▶ [Your task]: Print every record exactly.

▶ [Supplied information]:

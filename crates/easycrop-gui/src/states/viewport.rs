use easycrop_core::geometry::Size;

/// Viewport display state.
#[derive(Default)]
pub struct ViewportState {
    /// The current image, already scaled to its displayed size.
    pub texture: Option<egui::TextureHandle>,
    /// Image generation and displayed size the texture was built for.
    pub texture_key: Option<(u64, Size)>,
}

impl ViewportState {
    pub fn is_stale(&self, key: (u64, Size)) -> bool {
        self.texture_key != Some(key)
    }
}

▶ [Task result]:
filename crates/easycrop-gui/src/states/viewport.rs
use easycrop_core::geometry::Size;

/// Viewport display state.
#[derive(Default)]
pub struct ViewportState {
    /// The current image, already scaled to its displayed size.
    pub texture: Option<egui::TextureHandle>,
    /// Image generation and displayed size the texture was built for.
    pub texture_key: Option<(u64, Size)>,
}

impl ViewportState {
    pub fn is_stale(&self, key: (u64, Size)) -> bool {
        self.texture_key != Some(key)
    }
}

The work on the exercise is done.